The Regulations would go on to outline the conditions under which NEAC should recommend the public hearing. The rules state:
“In order to determine whether an undertaking, project or activity requires a public hearing, the Department shall take into account the following factors:
“(a) the magnitude and type of the environmental impact, the amount of investment, the nature of the geographical area, and the commitment of the natural resources involved in the proposed undertaking, project or activity;
“(b) the degree of interest in the proposed undertaking, project, or activity by the public, the Department, and other government agencies, as evidenced by the public participation in the proposed undertaking, project, or activity;
“(c) the complexity of the problem and the possibility that information presented at a public hearing may assist the developer to comply with its responsibilities regarding the proposed undertaking, project or activity.”
The Amended Language
The language of the regulations has been amended several times over the years, with a 2020 amendment adding, inter alia, the words “or public consultations after the word ‘hearing’ wherever it occurs.
Consequently, The Regulations now appear to provide a choice between the two mechanisms. The rules now would read:
“The Department, on the recommendation of the National Environmental Appraisal Committee (NEAC), may require a public hearing or public consultation in respect of any undertaking, project, or activity in respect of which an environmental impact assessment is required pursuant to these regulations.”
Interest from the Public
Marin Coleman explained that from UEF’s vantage point, Rule 24(2)(b), which highlights that the level of public interest is a factor in helping NEAC decide whether a hearing is necessary, is satisfied.
She pointed to the example of the September 1st public consultation’s turnout. “It had a wide cross-section of Belizeans of all ages, class, members of the Diaspora, and gender participating in the process,” said Marin, adding that “people actually wanted more time, a fact that is a testament to the need for NEAC and DOE to call for the public hearings.”
Additionally, the initiative is a $400 million investment. In a small economy with a pre-COVID Gross Domestic Product (GDP) of about $4.7 billion (as revised Statistical Institute of Belize's data shows), Marin Coleman views the Waterloo project as a sizable investment. That fact alone, says Marin, should satisfy the condition of Rule 24(2)(a) as it pertains to the “amount of the investment.”
The Project Itself
The project—more commonly referred to as the “Waterloo” project, given the port's relationship with Waterloo Investment Holdings Limited—is designed to expand the current cargo port located on Caesar Ridge Road in Belize City. It is also aimed at developing a cruise terminal, one of three competing cruise-port projects.
In terms of the cruise port development, the Port of Belize’s Environmental and Social Impact Assessment (ESIA) justifies the project as follows:
“As cruise ships become larger, tendering becomes increasingly difficult. Indeed, a cruise ship with capacity larger than approximately 3,500 passengers is considered a shore-side berth only vessel, as tendering becomes impossible within a normal call window. Currently, Cruise ships calling at Belize City are limited to tendering to the mainland from the deep-water anchorage."
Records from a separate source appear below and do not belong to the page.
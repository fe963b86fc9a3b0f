//! Login page — the panel's index route.

use dioxus::prelude::*;
use store::forms::Credentials;
use store::validate::{validate_login, FormErrors};
use ui::components::{Button, ButtonVariant, Input};
use ui::{sign_in, use_api, use_auth};

use crate::views::{dashboard_route, field_error};
use crate::Route;

#[component]
pub fn Login() -> Element {
    let api = use_api();
    let mut auth = use_auth();
    let nav = use_navigator();

    let mut email = use_signal(String::new);
    let mut password = use_signal(String::new);
    let mut errors = use_signal(|| Option::<FormErrors>::None);
    let mut login_err = use_signal(|| Option::<String>::None);
    let mut loading = use_signal(|| false);

    // Already signed in: straight to the role dashboard.
    use_effect(move || {
        let state = auth();
        if !state.loading {
            if let Some(role) = state.role() {
                nav.replace(dashboard_route(role));
            }
        }
    });

    let handle_login = move |evt: FormEvent| {
        evt.prevent_default();
        let api = api.clone();
        spawn(async move {
            login_err.set(None);

            let credentials = Credentials {
                email: email().trim().to_string(),
                password: password(),
            };
            if let Err(form_errors) = validate_login(&credentials) {
                errors.set(Some(form_errors));
                return;
            }
            errors.set(None);

            loading.set(true);
            match api.login(&credentials).await {
                Ok(admin) => {
                    let role = admin.role;
                    sign_in(&mut auth, admin);
                    nav.push(dashboard_route(role));
                }
                Err(err) => {
                    loading.set(false);
                    login_err.set(Some(err.to_string()));
                }
            }
        });
    };

    rsx! {
        div {
            class: "auth-screen",
            div {
                class: "auth-card",
                h1 { class: "auth-title", "Admin Login" }

                if let Some(err) = login_err() {
                    p { class: "auth-error", "* {err}" }
                }

                form {
                    class: "auth-form",
                    onsubmit: handle_login,

                    Input {
                        label: "Enter valid Email Address",
                        r#type: "email",
                        placeholder: "Enter valid Email Address",
                        value: email(),
                        error: field_error(&errors(), "email"),
                        oninput: move |evt: FormEvent| email.set(evt.value()),
                    }

                    Input {
                        label: "Enter Password",
                        r#type: "password",
                        placeholder: "Enter Password",
                        value: password(),
                        error: field_error(&errors(), "password"),
                        oninput: move |evt: FormEvent| password.set(evt.value()),
                    }

                    Button {
                        variant: ButtonVariant::Primary,
                        r#type: "submit",
                        disabled: loading(),
                        if loading() { "Signing in..." } else { "Login" }
                    }
                }

                p {
                    class: "auth-footnote",
                    "New here? "
                    Link { to: Route::Register {}, class: "auth-link", "Register" }
                }
            }
        }
    }
}
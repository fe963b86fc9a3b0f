//! Papers and publications: form, searchable list, edit and delete.

use dioxus::prelude::*;
use dioxus_free_icons::icons::fa_solid_icons::{
    FaMagnifyingGlass, FaPencil, FaTrash, FaTriangleExclamation,
};
use dioxus_free_icons::Icon;
use store::forms::PublicationForm;
use store::models::Publication;
use store::validate::{validate_publication, FormErrors};
use ui::components::{Button, ButtonVariant, Input, Loader, Modal};
use ui::{use_api, MarkdownEditor, RichText};

use crate::views::{field_error, ActionResponse, DashboardLayout, ResponseModal};

fn refresh_publications(
    api: api::ApiClient,
    mut publications: Signal<Vec<Publication>>,
    mut loading: Signal<bool>,
) {
    spawn(async move {
        loading.set(true);
        match api.publications().await {
            Ok(list) => publications.set(list),
            Err(err) => tracing::error!("failed to load publications: {err}"),
        }
        loading.set(false);
    });
}

#[component]
pub fn Publications() -> Element {
    rsx! {
        DashboardLayout {
            PublicationsView {}
        }
    }
}

#[component]
fn PublicationsView() -> Element {
    let api = use_api();

    let publications = use_signal(Vec::<Publication>::new);
    let loading = use_signal(|| true);
    let mut form = use_signal(PublicationForm::default);
    let mut errors = use_signal(|| Option::<FormErrors>::None);
    let mut search = use_signal(String::new);
    let mut delete_modal = use_signal(|| Option::<String>::None);
    let response = use_signal(|| ActionResponse::None);

    {
        let api = api.clone();
        let _loader = use_resource(move || {
            let api = api.clone();
            async move {
                refresh_publications(api, publications, loading);
            }
        });
    }

    let submit = {
        let api = api.clone();
        move |evt: FormEvent| {
            evt.prevent_default();
            let payload = form();
            if let Err(form_errors) = validate_publication(&payload) {
                errors.set(Some(form_errors));
                return;
            }
            errors.set(None);

            let api = api.clone();
            let mut response = response;
            spawn(async move {
                let result = match &payload.id {
                    Some(id) if !id.is_empty() => api.edit_publication(id, &payload).await,
                    _ => api.add_publication(&payload).await,
                };
                match result {
                    Ok(message) => {
                        form.set(PublicationForm::default());
                        response.set(Some((true, message)));
                        refresh_publications(api, publications, loading);
                    }
                    Err(err) => response.set(Some((false, err.to_string()))),
                }
            });
        }
    };

    let confirm_delete = {
        let api = api.clone();
        move |_| {
            let Some(id) = delete_modal() else {
                return;
            };
            delete_modal.set(None);
            let api = api.clone();
            let mut response = response;
            spawn(async move {
                match api.delete_publication(&id).await {
                    Ok(message) => {
                        response.set(Some((true, message)));
                        refresh_publications(api, publications, loading);
                    }
                    Err(err) => response.set(Some((false, err.to_string()))),
                }
            });
        }
    };

    // Title, summary or author match, case-insensitive.
    let needle = search().to_lowercase();
    let shown: Vec<Publication> = publications()
        .into_iter()
        .filter(|p| {
            needle.is_empty()
                || p.title.to_lowercase().contains(&needle)
                || p.summary.to_lowercase().contains(&needle)
                || p.authors.iter().any(|a| a.to_lowercase().contains(&needle))
        })
        .collect();

    let editing = form().id.is_some();

    if loading() && publications().is_empty() {
        return rsx! { Loader { text: "...Loading" } };
    }

    rsx! {
        div {
            class: "page-heading",
            h1 { "Papers and Publications" }
            p { "Create, edit and manage publication entries" }
        }

        form {
            class: "panel-card",
            onsubmit: submit,
            h2 { class: "panel-subtitle", if editing { "Edit Publication" } else { "Add Publication" } }

            Input {
                label: "Title",
                placeholder: "Enter publication title",
                value: form().title,
                error: field_error(&errors(), "title"),
                oninput: move |evt: FormEvent| form.with_mut(|f| f.title = evt.value()),
            }

            div {
                class: "form-field",
                label { class: "form-label", "Summary/Abstract" }
                if let Some(err) = field_error(&errors(), "summary") {
                    p { class: "form-error", "{err}" }
                }
                MarkdownEditor {
                    value: form().summary,
                    placeholder: "Short abstract...",
                    oninput: move |value: String| form.with_mut(|f| f.summary = value),
                }
            }

            Input {
                label: "Authors",
                placeholder: "Enter authors, separated by commas",
                value: form().authors,
                error: field_error(&errors(), "authors"),
                oninput: move |evt: FormEvent| form.with_mut(|f| f.authors = evt.value()),
            }
            Input {
                label: "Link",
                placeholder: "Enter publication link",
                value: form().link,
                error: field_error(&errors(), "link"),
                oninput: move |evt: FormEvent| form.with_mut(|f| f.link = evt.value()),
            }
            Input {
                label: "Date",
                r#type: "date",
                value: form().date,
                error: field_error(&errors(), "date"),
                oninput: move |evt: FormEvent| form.with_mut(|f| f.date = evt.value()),
            }

            div {
                class: "section-toolbar",
                Button {
                    variant: ButtonVariant::Success,
                    r#type: "submit",
                    if editing { "Save Publication" } else { "Add Publication" }
                }
                if editing {
                    Button {
                        variant: ButtonVariant::Outline,
                        onclick: move |_| {
                            form.set(PublicationForm::default());
                            errors.set(None);
                        },
                        "Cancel Edit"
                    }
                }
            }
        }

        div {
            class: "search-bar",
            Icon { icon: FaMagnifyingGlass, width: 14, height: 14 }
            input {
                class: "form-input",
                placeholder: "Search publications...",
                value: search(),
                oninput: move |evt| search.set(evt.value()),
            }
        }

        div {
            class: "card-list",
            for publication in shown {
                div {
                    key: "{publication.id}",
                    class: "panel-card",
                    h3 { class: "card-title", "{publication.title}" }
                    RichText { source: publication.summary.clone() }
                    p {
                        class: "card-meta",
                        strong { "Authors: " }
                        {publication.authors.join(", ")}
                    }
                    p {
                        class: "card-meta",
                        strong { "Publication Date: " }
                        "{publication.date}"
                    }
                    a {
                        class: "auth-link",
                        href: "{publication.link}",
                        target: "_blank",
                        "View publication"
                    }
                    div {
                        class: "section-toolbar",
                        Button {
                            variant: ButtonVariant::Outline,
                            class: "btn-sm",
                            onclick: {
                                let publication = publication.clone();
                                move |_| {
                                    form.set(PublicationForm {
                                        id: Some(publication.id.clone()),
                                        title: publication.title.clone(),
                                        summary: publication.summary.clone(),
                                        authors: publication.authors.join(", "),
                                        link: publication.link.clone(),
                                        date: publication.date.clone(),
                                    });
                                    errors.set(None);
                                }
                            },
                            Icon { icon: FaPencil, width: 12, height: 12 }
                            span { "Edit" }
                        }
                        Button {
                            variant: ButtonVariant::Danger,
                            class: "btn-sm",
                            onclick: {
                                let id = publication.id.clone();
                                move |_| delete_modal.set(Some(id.clone()))
                            },
                            Icon { icon: FaTrash, width: 12, height: 12 }
                            span { "Delete" }
                        }
                    }
                }
            }
        }

        if delete_modal().is_some() {
            Modal {
                title: "Delete Publication".to_string(),
                caption: "Are you sure you want to delete this publication?".to_string(),
                icon_class: "icon-danger".to_string(),
                icon: rsx! { Icon { icon: FaTriangleExclamation, width: 22, height: 22 } },
                confirm_label: "Delete".to_string(),
                confirm_variant: ButtonVariant::Danger,
                on_confirm: confirm_delete,
                on_close: move |_| delete_modal.set(None),
            }
        }

        ResponseModal { response }
    }
}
“The major cruise lines have expressed their intention to cease tender operations by 2024. To avoid port call interruptions, Belize City must have a cruise-capable, shore-side berthing option available within that timeframe. To that end, the dredging and expansion of the Port of Belize channel and construction of fixed piers will ensure the long-term survival of Belize City cruise tourism which has become mainstay revenue for the Southside of Belize.”
The dredging for both the cargo and cruise ports has environmental implications that have led to objections from the environmental community. Additionally, some concerns have been raised about whether the increased flow of cruise passengers would exceed the carrying capacity of the country’s tourism sites.